##### Dataset excerpts

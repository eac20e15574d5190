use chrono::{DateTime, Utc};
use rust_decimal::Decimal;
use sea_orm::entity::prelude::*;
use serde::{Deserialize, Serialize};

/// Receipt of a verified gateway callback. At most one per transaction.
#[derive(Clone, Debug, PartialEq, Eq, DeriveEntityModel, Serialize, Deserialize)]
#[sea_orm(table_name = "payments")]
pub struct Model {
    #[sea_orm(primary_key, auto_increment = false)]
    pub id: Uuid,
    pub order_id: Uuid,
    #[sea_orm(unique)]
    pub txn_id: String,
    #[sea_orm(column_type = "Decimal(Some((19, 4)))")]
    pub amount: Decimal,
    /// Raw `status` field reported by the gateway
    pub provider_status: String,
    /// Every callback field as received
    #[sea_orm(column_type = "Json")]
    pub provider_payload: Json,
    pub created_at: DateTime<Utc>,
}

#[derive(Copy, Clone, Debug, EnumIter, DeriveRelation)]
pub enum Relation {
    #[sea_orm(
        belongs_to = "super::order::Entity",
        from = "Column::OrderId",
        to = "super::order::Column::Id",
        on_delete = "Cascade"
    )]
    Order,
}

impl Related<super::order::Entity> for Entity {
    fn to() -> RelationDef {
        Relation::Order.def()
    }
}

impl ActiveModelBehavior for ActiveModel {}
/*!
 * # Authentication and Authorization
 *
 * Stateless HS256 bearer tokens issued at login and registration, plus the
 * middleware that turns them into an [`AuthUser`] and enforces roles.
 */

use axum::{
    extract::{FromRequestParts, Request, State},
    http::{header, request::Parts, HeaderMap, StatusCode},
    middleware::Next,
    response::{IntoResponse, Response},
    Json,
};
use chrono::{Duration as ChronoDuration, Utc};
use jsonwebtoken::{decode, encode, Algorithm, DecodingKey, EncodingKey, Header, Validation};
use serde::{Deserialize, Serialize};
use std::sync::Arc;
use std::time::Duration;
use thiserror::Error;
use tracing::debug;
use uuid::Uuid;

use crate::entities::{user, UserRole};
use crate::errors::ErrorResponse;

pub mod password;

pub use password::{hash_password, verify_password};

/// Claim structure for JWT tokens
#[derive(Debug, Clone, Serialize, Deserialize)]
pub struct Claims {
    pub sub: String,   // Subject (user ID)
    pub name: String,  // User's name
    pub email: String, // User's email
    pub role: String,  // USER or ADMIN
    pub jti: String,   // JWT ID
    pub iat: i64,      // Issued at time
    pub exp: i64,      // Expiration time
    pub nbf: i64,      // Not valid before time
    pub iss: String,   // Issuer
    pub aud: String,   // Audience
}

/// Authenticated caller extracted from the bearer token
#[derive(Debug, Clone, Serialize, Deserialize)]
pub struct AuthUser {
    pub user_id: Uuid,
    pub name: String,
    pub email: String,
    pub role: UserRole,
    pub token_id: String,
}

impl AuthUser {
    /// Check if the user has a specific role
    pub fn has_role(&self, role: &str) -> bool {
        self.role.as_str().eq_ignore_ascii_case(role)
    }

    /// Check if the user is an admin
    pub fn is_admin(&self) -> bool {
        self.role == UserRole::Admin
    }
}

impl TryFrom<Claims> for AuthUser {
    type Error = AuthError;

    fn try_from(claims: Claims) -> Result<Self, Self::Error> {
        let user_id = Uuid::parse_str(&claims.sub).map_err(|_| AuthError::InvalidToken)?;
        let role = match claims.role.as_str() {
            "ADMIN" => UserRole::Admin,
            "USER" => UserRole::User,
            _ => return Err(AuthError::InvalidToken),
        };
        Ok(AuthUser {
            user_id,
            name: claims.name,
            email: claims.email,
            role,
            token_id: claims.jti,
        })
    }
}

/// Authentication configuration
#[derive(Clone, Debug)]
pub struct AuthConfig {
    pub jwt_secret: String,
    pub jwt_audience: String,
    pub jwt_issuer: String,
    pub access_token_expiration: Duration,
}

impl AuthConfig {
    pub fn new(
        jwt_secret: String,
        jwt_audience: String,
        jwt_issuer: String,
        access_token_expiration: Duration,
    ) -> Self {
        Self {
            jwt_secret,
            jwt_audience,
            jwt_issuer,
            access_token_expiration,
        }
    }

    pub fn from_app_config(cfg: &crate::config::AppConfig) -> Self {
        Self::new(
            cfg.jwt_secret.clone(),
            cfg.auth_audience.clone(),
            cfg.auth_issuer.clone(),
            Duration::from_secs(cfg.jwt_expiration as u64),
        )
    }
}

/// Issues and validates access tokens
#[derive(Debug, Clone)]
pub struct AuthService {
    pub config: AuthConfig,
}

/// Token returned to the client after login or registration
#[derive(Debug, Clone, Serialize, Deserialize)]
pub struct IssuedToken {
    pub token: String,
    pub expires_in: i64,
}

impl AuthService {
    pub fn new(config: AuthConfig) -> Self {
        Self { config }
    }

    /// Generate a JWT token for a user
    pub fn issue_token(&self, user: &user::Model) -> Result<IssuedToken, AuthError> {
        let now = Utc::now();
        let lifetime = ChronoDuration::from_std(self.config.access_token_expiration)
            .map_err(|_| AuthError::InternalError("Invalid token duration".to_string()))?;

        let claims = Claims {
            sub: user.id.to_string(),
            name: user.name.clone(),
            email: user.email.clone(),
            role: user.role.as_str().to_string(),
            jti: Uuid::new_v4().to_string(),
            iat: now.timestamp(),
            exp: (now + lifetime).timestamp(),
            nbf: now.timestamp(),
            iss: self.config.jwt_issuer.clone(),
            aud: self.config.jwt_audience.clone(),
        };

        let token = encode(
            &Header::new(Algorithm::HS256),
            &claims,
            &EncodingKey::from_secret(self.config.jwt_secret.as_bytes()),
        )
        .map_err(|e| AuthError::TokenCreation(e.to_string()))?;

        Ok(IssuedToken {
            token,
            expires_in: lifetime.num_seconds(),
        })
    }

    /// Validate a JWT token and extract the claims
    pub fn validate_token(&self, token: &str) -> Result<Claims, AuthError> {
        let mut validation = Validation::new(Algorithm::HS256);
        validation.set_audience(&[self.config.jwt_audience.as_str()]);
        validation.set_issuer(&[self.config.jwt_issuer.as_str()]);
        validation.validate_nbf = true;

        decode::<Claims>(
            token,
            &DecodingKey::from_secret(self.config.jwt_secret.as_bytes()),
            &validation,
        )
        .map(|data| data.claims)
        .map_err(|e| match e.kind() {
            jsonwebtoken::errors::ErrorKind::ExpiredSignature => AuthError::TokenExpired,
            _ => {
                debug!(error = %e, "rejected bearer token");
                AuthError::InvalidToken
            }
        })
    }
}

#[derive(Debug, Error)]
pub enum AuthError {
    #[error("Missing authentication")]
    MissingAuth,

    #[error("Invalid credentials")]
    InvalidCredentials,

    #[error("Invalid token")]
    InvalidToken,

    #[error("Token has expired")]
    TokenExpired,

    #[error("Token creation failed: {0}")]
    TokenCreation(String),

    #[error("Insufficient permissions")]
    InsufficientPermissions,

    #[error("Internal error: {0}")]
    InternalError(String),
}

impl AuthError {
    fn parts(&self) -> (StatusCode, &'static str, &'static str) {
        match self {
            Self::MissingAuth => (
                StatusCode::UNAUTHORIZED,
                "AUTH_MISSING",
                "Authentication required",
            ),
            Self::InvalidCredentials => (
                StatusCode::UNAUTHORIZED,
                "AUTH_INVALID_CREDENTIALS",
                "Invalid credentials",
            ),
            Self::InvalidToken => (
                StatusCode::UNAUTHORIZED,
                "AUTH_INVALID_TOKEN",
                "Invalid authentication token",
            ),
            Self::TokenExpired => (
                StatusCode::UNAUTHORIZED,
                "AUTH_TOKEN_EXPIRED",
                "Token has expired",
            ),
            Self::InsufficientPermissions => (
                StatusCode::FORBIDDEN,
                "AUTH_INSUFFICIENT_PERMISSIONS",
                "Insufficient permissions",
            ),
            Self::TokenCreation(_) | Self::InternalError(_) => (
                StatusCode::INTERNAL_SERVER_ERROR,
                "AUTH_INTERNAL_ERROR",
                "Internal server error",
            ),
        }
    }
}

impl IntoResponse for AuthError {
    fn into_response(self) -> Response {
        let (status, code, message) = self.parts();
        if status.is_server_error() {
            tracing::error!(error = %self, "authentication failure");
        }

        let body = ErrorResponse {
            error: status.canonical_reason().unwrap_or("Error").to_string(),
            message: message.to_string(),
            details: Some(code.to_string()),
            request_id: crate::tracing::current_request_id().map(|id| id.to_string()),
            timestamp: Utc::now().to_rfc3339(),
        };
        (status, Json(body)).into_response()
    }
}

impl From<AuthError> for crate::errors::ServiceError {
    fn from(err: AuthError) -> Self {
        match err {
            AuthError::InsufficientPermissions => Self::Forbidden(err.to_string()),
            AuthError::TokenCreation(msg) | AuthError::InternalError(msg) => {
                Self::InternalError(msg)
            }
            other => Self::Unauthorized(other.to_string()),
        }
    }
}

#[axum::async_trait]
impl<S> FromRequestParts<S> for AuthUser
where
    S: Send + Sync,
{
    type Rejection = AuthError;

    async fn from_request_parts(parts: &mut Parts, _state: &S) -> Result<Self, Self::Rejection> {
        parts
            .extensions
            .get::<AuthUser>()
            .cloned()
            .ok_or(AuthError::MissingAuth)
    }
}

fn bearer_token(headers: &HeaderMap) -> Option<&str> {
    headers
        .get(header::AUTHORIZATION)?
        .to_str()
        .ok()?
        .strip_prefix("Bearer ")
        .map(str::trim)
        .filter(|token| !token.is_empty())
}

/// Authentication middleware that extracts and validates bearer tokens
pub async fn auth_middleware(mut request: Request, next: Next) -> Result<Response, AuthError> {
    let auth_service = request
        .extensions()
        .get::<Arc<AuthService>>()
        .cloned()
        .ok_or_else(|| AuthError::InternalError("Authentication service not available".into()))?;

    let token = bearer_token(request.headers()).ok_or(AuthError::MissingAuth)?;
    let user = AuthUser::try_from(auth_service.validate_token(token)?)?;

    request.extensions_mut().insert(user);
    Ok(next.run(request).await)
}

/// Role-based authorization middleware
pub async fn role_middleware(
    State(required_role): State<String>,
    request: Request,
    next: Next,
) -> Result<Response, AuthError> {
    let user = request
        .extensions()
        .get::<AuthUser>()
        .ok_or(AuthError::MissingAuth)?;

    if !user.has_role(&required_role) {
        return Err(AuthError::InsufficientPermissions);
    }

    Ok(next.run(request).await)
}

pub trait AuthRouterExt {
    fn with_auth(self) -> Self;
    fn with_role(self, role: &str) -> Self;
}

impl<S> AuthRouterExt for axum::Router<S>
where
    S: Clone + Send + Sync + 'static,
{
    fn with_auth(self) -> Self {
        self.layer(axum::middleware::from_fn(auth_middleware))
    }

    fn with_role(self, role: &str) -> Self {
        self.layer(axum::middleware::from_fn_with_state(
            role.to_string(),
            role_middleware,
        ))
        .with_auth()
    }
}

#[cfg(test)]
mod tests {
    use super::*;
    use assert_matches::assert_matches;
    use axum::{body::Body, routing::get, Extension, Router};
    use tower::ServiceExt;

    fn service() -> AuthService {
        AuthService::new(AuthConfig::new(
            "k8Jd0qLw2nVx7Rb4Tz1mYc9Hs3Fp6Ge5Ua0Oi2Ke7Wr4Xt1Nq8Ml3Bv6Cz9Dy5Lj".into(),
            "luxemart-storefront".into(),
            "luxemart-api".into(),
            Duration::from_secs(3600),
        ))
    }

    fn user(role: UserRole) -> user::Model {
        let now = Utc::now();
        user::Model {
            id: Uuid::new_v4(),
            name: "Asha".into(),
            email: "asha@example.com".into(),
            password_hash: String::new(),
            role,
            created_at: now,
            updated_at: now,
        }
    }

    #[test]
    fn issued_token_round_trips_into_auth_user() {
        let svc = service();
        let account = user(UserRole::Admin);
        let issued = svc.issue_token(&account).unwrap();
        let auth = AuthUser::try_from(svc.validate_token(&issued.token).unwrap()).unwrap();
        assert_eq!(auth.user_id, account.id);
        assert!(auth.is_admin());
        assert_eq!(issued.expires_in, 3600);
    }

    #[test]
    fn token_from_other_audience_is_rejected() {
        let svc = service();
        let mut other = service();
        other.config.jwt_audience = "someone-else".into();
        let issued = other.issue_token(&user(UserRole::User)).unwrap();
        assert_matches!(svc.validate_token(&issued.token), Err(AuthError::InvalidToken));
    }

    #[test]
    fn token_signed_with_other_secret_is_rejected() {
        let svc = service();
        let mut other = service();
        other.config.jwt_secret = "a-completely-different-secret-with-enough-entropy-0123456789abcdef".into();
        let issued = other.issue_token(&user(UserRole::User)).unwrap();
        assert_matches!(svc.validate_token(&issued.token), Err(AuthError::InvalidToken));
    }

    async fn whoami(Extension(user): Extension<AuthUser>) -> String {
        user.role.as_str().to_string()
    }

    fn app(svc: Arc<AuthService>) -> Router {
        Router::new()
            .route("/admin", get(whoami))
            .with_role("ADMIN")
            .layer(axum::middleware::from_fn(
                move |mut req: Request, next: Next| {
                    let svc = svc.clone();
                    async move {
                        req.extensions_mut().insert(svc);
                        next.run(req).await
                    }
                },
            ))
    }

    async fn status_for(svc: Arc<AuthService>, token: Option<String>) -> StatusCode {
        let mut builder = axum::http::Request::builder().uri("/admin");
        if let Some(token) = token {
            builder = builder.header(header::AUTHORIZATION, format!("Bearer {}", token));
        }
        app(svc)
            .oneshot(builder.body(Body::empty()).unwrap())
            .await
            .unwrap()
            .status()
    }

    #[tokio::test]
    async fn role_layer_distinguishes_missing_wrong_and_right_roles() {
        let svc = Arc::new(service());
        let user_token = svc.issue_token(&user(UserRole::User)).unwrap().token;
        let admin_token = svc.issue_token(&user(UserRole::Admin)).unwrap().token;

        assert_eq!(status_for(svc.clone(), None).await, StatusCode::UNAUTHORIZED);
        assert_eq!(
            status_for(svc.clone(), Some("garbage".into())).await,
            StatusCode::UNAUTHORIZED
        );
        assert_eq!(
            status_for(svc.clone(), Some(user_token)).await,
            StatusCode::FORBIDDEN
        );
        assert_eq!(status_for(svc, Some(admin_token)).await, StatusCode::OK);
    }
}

##########

» **Task statement**: Please copy the lines in the records above between the one holding "fn try_from(claims: Claims)" and the one holding "pub fn new(config: AuthConfig)", inclusive, exactly and with no other line.

» **Result for this exercise**:
    fn try_from(claims: Claims) -> Result<Self, Self::Error> {
        let user_id = Uuid::parse_str(&claims.sub).map_err(|_| AuthError::InvalidToken)?;
        let role = match claims.role.as_str() {
            "ADMIN" => UserRole::Admin,
            "USER" => UserRole::User,
            _ => return Err(AuthError::InvalidToken),
        };
        Ok(AuthUser {
            user_id,
            name: claims.name,
            email: claims.email,
            role,
            token_id: claims.jti,
        })
    }
}

/// Authentication configuration
#[derive(Clone, Debug)]
pub struct AuthConfig {
    pub jwt_secret: String,
    pub jwt_audience: String,
    pub jwt_issuer: String,
    pub access_token_expiration: Duration,
}

impl AuthConfig {
    pub fn new(
        jwt_secret: String,
        jwt_audience: String,
        jwt_issuer: String,
        access_token_expiration: Duration,
    ) -> Self {
        Self {
            jwt_secret,
            jwt_audience,
            jwt_issuer,
            access_token_expiration,
        }
    }

    pub fn from_app_config(cfg: &crate::config::AppConfig) -> Self {
        Self::new(
            cfg.jwt_secret.clone(),
            cfg.auth_audience.clone(),
            cfg.auth_issuer.clone(),
            Duration::from_secs(cfg.jwt_expiration as u64),
        )
    }
}

/// Issues and validates access tokens
#[derive(Debug, Clone)]
pub struct AuthService {
    pub config: AuthConfig,
}

/// Token returned to the client after login or registration
#[derive(Debug, Clone, Serialize, Deserialize)]
pub struct IssuedToken {
    pub token: String,
    pub expires_in: i64,
}

impl AuthService {
    pub fn new(config: AuthConfig) -> Self {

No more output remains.